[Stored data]
----------

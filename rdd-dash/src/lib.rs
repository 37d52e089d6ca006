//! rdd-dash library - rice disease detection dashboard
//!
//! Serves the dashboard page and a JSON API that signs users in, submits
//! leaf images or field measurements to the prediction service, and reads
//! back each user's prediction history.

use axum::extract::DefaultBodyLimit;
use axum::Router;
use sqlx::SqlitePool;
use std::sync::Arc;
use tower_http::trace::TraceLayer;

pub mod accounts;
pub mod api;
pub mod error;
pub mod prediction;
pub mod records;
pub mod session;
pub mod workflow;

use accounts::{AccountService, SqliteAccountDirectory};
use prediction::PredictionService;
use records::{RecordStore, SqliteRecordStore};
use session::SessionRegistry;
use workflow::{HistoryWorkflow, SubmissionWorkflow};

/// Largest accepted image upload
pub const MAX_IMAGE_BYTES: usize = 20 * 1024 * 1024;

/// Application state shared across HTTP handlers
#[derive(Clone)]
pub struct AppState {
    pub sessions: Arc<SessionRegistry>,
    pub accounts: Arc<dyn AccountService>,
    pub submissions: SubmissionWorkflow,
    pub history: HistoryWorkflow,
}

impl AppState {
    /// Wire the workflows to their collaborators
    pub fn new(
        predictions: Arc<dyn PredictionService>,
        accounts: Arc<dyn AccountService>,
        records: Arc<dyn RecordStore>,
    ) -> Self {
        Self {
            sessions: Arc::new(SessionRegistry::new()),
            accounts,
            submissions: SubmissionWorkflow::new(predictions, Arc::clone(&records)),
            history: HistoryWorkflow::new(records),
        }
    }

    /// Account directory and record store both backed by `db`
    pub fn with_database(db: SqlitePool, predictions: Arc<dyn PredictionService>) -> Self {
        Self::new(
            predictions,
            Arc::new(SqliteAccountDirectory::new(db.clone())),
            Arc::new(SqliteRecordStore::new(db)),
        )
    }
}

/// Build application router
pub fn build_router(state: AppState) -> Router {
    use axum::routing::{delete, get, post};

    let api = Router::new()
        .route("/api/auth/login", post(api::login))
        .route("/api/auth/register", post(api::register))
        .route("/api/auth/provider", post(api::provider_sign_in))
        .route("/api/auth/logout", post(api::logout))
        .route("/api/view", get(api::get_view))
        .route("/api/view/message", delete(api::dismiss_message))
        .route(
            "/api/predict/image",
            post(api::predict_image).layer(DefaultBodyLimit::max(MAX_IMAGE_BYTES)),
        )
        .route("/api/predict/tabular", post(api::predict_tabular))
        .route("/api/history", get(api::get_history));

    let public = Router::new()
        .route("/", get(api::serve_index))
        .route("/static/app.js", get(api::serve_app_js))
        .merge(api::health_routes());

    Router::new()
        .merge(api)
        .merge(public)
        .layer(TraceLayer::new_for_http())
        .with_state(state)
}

----------

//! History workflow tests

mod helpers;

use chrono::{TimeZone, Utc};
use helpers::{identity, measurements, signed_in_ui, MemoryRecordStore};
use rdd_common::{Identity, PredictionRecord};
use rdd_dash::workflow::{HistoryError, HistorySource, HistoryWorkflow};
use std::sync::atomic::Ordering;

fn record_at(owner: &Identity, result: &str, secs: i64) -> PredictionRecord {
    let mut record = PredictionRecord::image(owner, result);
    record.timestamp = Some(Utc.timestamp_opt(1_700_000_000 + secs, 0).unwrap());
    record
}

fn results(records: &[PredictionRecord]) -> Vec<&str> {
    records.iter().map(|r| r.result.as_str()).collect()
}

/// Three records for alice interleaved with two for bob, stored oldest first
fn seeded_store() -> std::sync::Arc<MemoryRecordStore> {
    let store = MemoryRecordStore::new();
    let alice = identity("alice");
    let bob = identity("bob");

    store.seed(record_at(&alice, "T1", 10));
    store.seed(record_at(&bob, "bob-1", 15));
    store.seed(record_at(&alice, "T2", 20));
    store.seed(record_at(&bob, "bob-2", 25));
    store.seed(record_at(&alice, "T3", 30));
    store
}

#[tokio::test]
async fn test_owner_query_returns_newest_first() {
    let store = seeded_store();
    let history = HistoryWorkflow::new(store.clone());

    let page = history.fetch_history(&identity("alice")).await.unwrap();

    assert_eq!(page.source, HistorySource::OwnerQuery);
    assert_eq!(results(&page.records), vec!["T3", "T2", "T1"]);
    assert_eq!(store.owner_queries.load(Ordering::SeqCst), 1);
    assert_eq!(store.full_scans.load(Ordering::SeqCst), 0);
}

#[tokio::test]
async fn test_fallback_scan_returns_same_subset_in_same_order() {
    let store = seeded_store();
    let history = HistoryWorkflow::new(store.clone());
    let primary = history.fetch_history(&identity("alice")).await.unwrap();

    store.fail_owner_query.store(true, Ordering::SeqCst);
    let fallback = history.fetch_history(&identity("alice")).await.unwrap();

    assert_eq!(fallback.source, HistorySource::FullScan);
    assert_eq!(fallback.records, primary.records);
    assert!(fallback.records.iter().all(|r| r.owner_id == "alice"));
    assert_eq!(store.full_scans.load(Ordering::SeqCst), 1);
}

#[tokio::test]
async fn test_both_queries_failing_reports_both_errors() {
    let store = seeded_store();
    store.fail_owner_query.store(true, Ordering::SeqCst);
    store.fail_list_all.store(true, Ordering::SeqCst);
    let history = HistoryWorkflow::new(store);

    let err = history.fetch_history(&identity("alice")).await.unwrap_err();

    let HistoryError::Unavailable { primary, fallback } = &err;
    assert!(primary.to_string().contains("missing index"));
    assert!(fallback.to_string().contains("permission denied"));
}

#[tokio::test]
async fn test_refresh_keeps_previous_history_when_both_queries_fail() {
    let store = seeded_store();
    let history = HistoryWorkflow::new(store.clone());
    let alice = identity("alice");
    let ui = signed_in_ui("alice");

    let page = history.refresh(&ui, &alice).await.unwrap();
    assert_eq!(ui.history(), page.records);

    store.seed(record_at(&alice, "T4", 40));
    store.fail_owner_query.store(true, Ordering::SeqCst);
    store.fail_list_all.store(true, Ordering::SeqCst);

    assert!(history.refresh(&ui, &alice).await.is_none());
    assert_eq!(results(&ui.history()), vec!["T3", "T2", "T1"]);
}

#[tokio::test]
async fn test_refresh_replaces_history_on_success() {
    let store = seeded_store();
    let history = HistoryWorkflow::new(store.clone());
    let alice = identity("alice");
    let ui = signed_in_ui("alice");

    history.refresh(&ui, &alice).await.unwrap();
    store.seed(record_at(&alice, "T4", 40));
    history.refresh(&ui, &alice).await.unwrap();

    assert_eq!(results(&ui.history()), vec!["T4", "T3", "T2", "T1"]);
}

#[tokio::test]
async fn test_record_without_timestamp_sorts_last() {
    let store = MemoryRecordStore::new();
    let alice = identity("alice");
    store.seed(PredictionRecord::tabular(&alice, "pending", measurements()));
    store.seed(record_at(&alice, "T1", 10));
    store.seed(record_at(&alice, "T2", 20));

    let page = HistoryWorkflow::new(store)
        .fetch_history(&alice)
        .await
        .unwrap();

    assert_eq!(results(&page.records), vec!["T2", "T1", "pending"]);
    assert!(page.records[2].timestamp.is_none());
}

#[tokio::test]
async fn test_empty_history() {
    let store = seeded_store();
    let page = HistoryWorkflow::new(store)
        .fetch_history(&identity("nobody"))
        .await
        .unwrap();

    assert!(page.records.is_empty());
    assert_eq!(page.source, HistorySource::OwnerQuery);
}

----------

**Problem description:** Filter the records above for lines containing the word "DefaultBodyLimit", and copy those lines.

**Result of this task:**
use axum::extract::DefaultBodyLimit;
            post(api::predict_image).layer(DefaultBodyLimit::max(MAX_IMAGE_BYTES)),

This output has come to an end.